#### [TASK TO CARRY OUT]
Once you find the line with "review.stakeho" in the entries below, return exactly every line from it through the line with "pub fn run(_args: DemoArgs, global: &GlobalOpts)".

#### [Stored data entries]
//! `demo` command - canned sample session
//!
//! Builds a small but complete assessment without any prompting and
//! prints its report. Useful for piping the report formats and for
//! exercising the full pipeline in integration tests.

use chrono::NaiveDate;
use console::style;
use miette::Result;

use crate::cli::commands::report;
use crate::cli::{GlobalOpts, OutputFormat};
use crate::core::entity::Importance;
use crate::core::session::Session;
use crate::core::workshop::{WORKSHOPS, WORKSHOP_COUNT};
use crate::entities::{
    Asset, AssetKind, BusinessValue, Control, ControlKind, CriterionKind, Frequency, Measure,
    MonitoringEntry, OperationalScenario, Risk, RiskSource, RiskTreatment, Scope,
    SecurityCriterion, SecurityNeed, SourceCategory, SourceObjectivePair, Stakeholder,
    StrategicScenario, TargetedObjective, Threat, TreatmentKind,
};

#[derive(clap::Args)]
pub struct DemoArgs {}

/// A complete five-workshop session for a small e-commerce perimeter
pub fn sample_session() -> Session {
    let mut session = Session::new();

    // Workshop 1
    session.scope = Scope {
        description: "Plateforme de vente en ligne et ses données clients".to_string(),
        constraints: vec!["Budget sécurité annuel limité".to_string()],
        assumptions: vec!["Hébergement chez un fournisseur cloud certifié".to_string()],
    };

    let mut direction = Stakeholder::new("Direction générale".to_string());
    direction.needs.push("Continuité de l'activité".to_string());
    let clients = Stakeholder::new("Clients".to_string());
    let direction_id = direction.id.clone();
    let clients_id = clients.id.clone();
    session.stakeholders.add(direction).expect("valid sample");
    session.stakeholders.add(clients).expect("valid sample");

    let mut data = BusinessValue::new(
        "Données clients".to_string(),
        "Identités, commandes et moyens de paiement".to_string(),
        Importance::Critical,
    );
    data.stakeholders = vec![direction_id.clone(), clients_id];
    let mut availability = BusinessValue::new(
        "Disponibilité du service".to_string(),
        "Prise de commande en continu".to_string(),
        Importance::High,
    );
    availability.stakeholders = vec![direction_id];
    let image = BusinessValue::new(
        "Image de marque".to_string(),
        "Confiance du public dans l'enseigne".to_string(),
        Importance::Medium,
    );
    let data_id = data.id.clone();
    let availability_id = availability.id.clone();
    session.business_values.add(data).expect("valid sample");
    session
        .business_values
        .add(availability)
        .expect("valid sample");
    session.business_values.add(image).expect("valid sample");

    let confidentiality = SecurityCriterion::new(
        "Confidentialité".to_string(),
        "Qui peut accéder aux données".to_string(),
        CriterionKind::Confidentiality,
    );
    let dispo = SecurityCriterion::new(
        "Disponibilité".to_string(),
        "Le service répond aux clients".to_string(),
        CriterionKind::Availability,
    );
    let confidentiality_id = confidentiality.id.clone();
    let dispo_id = dispo.id.clone();
    session
        .security_criteria
        .add(confidentiality)
        .expect("valid sample");
    session.security_criteria.add(dispo).expect("valid sample");

    session
        .security_needs
        .add(SecurityNeed::new(
            data_id.clone(),
            confidentiality_id,
            Importance::Critical,
            "Les commandes portent des données de paiement".to_string(),
        ))
        .expect("valid sample");
    session
        .security_needs
        .add(SecurityNeed::new(
            availability_id.clone(),
            dispo_id,
            Importance::High,
            "Chaque heure d'arrêt coûte du chiffre d'affaires".to_string(),
        ))
        .expect("valid sample");

    let mut db = Asset::new(
        "Serveur de base de données".to_string(),
        "Stocke les commandes et comptes clients".to_string(),
        AssetKind::Hardware,
    );
    db.business_values = vec![data_id.clone()];
    let mut webapp = Asset::new(
        "Application web".to_string(),
        "Front de vente exposé sur Internet".to_string(),
        AssetKind::Software,
    );
    webapp.business_values = vec![data_id.clone(), availability_id.clone()];
    session.assets.add(db).expect("valid sample");
    session.assets.add(webapp).expect("valid sample");

    session
        .threats
        .add(Threat::new(
            "Rançongiciel".to_string(),
            "Chiffrement des serveurs suivi d'une demande de rançon".to_string(),
        ))
        .expect("valid sample");
    session
        .threats
        .add(Threat::new(
            "Hameçonnage ciblé".to_string(),
            "Vol d'identifiants des administrateurs".to_string(),
        ))
        .expect("valid sample");

    // Workshop 2
    let mut crime = RiskSource::new(
        "Cybercriminels organisés".to_string(),
        "Groupes d'intrusion motivés par le gain financier".to_string(),
        SourceCategory::Organization,
    );
    crime.motivation = "Revente des données, extorsion".to_string();
    crime.capabilities.technical = 4;
    crime.capabilities.financial = 3;
    crime.capabilities.human = 3;
    crime
        .opportunities
        .push("Application web exposée".to_string());
    let mut insider = RiskSource::new(
        "Employé malveillant".to_string(),
        "Salarié disposant d'accès légitimes".to_string(),
        SourceCategory::Individual,
    );
    insider.motivation = "Ressentiment, revente d'accès".to_string();
    insider.capabilities.technical = 2;
    let crime_id = crime.id.clone();
    let insider_id = insider.id.clone();
    session.risk_sources.add(crime).expect("valid sample");
    session.risk_sources.add(insider).expect("valid sample");

    let steal = TargetedObjective::new(
        "Voler les données clients".to_string(),
        "Exfiltrer la base des commandes".to_string(),
        Importance::Critical,
    );
    let disrupt = TargetedObjective::new(
        "Interrompre le service".to_string(),
        "Rendre la prise de commande indisponible".to_string(),
        Importance::High,
    );
    let steal_id = steal.id.clone();
    let disrupt_id = disrupt.id.clone();
    session.objectives.add(steal).expect("valid sample");
    session.objectives.add(disrupt).expect("valid sample");

    session
        .pairs
        .add(SourceObjectivePair::new(
            crime_id.clone(),
            steal_id,
            3,
            "Capacité démontrée et marché de revente actif".to_string(),
        ))
        .expect("valid sample");
    session
        .pairs
        .add(SourceObjectivePair::new(
            insider_id.clone(),
            disrupt_id,
            2,
            "Accès possible mais forte traçabilité interne".to_string(),
        ))
        .expect("valid sample");

    // Workshop 3
    let mut breach = StrategicScenario::new(
        "Exfiltration de la base clients".to_string(),
        "Compromission de l'application web puis vol des données".to_string(),
    );
    breach.sources = vec![crime_id.clone()];
    breach.targeted_values = vec![data_id.clone()];
    breach.severity = 4;
    breach.likelihood = 3;
    breach.justification = "Surface exposée et motivation élevée".to_string();
    breach.controls.push(Control::new(
        "Pare-feu applicatif".to_string(),
        ControlKind::Preventive,
        2,
    ));

    let mut outage = StrategicScenario::new(
        "Sabotage interne du service".to_string(),
        "Arrêt volontaire des serveurs par un salarié".to_string(),
    );
    outage.sources = vec![insider_id];
    outage.targeted_values = vec![availability_id];
    outage.severity = 3;
    outage.likelihood = 2;

    let mut ransom = StrategicScenario::new(
        "Rançongiciel sur la production".to_string(),
        "Chiffrement des serveurs de production".to_string(),
    );
    ransom.sources = vec![crime_id];
    ransom.targeted_values = vec![data_id];
    ransom.severity = 4;
    ransom.likelihood = 2;

    let breach_id = breach.id.clone();
    let outage_id = outage.id.clone();
    let ransom_id = ransom.id.clone();
    session.strategic_scenarios.add(breach).expect("valid sample");
    session.strategic_scenarios.add(outage).expect("valid sample");
    session.strategic_scenarios.add(ransom).expect("valid sample");

    // Workshop 4
    let mut ops1 = OperationalScenario::new(
        "Injection SQL sur le front".to_string(),
        "Extraction de la base via une faille du moteur de recherche".to_string(),
        breach_id.clone(),
    );
    ops1.probability = 3;
    ops1.impact = 4;
    ops1.mode.details = "Exploitation distante sans authentification".to_string();
    let mut ops2 = OperationalScenario::new(
        "Arrêt des machines virtuelles".to_string(),
        "Utilisation d'un compte d'administration légitime".to_string(),
        outage_id.clone(),
    );
    ops2.probability = 2;
    ops2.impact = 3;
    session.operational_scenarios.add(ops1).expect("valid sample");
    session.operational_scenarios.add(ops2).expect("valid sample");

    let mut critical = Risk::new(breach_id.clone(), 4, 5);
    critical.comment = Some("Aucune détection d'exfiltration en place".to_string());
    session.risks.add(critical).expect("valid sample");
    session
        .risks
        .add(Risk::new(outage_id.clone(), 3, 4))
        .expect("valid sample");
    session
        .risks
        .add(Risk::new(ransom_id, 2, 3))
        .expect("valid sample");

    // Workshop 5
    let mut reduction = RiskTreatment::new(
        breach_id,
        TreatmentKind::Reduction,
        "Durcir l'application web et chiffrer la base".to_string(),
    );
    let mut waf = Measure::new(
        "Campagne de tests d'intrusion".to_string(),
        ControlKind::Preventive,
        3,
        NaiveDate::from_ymd_opt(2026, 12, 1).expect("valid date"),
    );
    waf.cost = 25_000.0;
    reduction.measures.push(waf);
    reduction.measures.push(Measure::new(
        "Chiffrement de la base clients".to_string(),
        ControlKind::Protective,
        4,
        NaiveDate::from_ymd_opt(2027, 3, 1).expect("valid date"),
    ));
    reduction.residual_risk.probability = 2;
    reduction.residual_risk.impact = 3;
    reduction.residual_risk.justification = "Après durcissement et chiffrement".to_string();

    let mut acceptance = RiskTreatment::new(
        outage_id,
        TreatmentKind::Acceptance,
        "Risque interne jugé acceptable avec la traçabilité actuelle".to_string(),
    );
    acceptance.residual_risk.probability = 2;
    acceptance.residual_risk.impact = 3;

    session.treatments.add(reduction).expect("valid sample");
    session.treatments.add(acceptance).expect("valid sample");

    let mut review = MonitoringEntry::new(
        "Revue trimestrielle des risques".to_string(),
        Frequency::Quarterly,
    );
    review
        .indicators
        .push("Nombre d'incidents de sécurité".to_string());
    review.stakeholders.push("Direction générale".to_string());
    session.monitoring_plan.add(review).expect("valid sample");

    // Every step of every workshop is complete in the sample
    for def in &WORKSHOPS {
        for index in 0..def.steps.len() {
            session.progress.mark_step_complete(def.id, index);
        }
    }
    while session.progress.current_workshop() < WORKSHOP_COUNT {
        session.progress.next_workshop();
    }

    session
}

pub fn run(_args: DemoArgs, global: &GlobalOpts) -> Result<()> {
    let session = sample_session();
    if !global.quiet && matches!(global.format, OutputFormat::Auto | OutputFormat::Text) {
        println!(
            "{}",
            style("Session d'exemple (aucune donnée saisie)").dim()
        );
    }
    report::render(&session, global)
}

#[cfg(test)]
mod tests {
    use super::*;

    #[test]
    fn test_sample_session_is_complete() {
        let session = sample_session();
        for id in 1..=WORKSHOP_COUNT {
            assert!(session.progress.is_workshop_complete(id));
        }
        assert_eq!(session.progress.current_workshop(), WORKSHOP_COUNT);
        assert!(session.unevaluated_scenarios().is_empty());
    }

    #[test]
    fn test_sample_session_report_builds() {
        let session = sample_session();
        let data = report::build(&session);
        assert_eq!(data.counts.risks, 3);
        assert_eq!(data.distribution.total(), 3);
        // 4x5=20 -> Critique, 3x4=12 -> Moyen, 2x3=6 -> Faible
        assert_eq!(data.distribution.critical, 1);
        assert_eq!(data.distribution.medium, 1);
        assert_eq!(data.distribution.low, 1);
        assert_eq!(data.radar.len(), 3);
    }
}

#### [RESPONSE TO THE EXERCISE]
    review.stakeholders.push("Direction générale".to_string());
    session.monitoring_plan.add(review).expect("valid sample");

    // Every step of every workshop is complete in the sample
    for def in &WORKSHOPS {
        for index in 0..def.steps.len() {
            session.progress.mark_step_complete(def.id, index);
        }
    }
    while session.progress.current_workshop() < WORKSHOP_COUNT {
        session.progress.next_workshop();
    }

    session
}

pub fn run(_args: DemoArgs, global: &GlobalOpts) -> Result<()> {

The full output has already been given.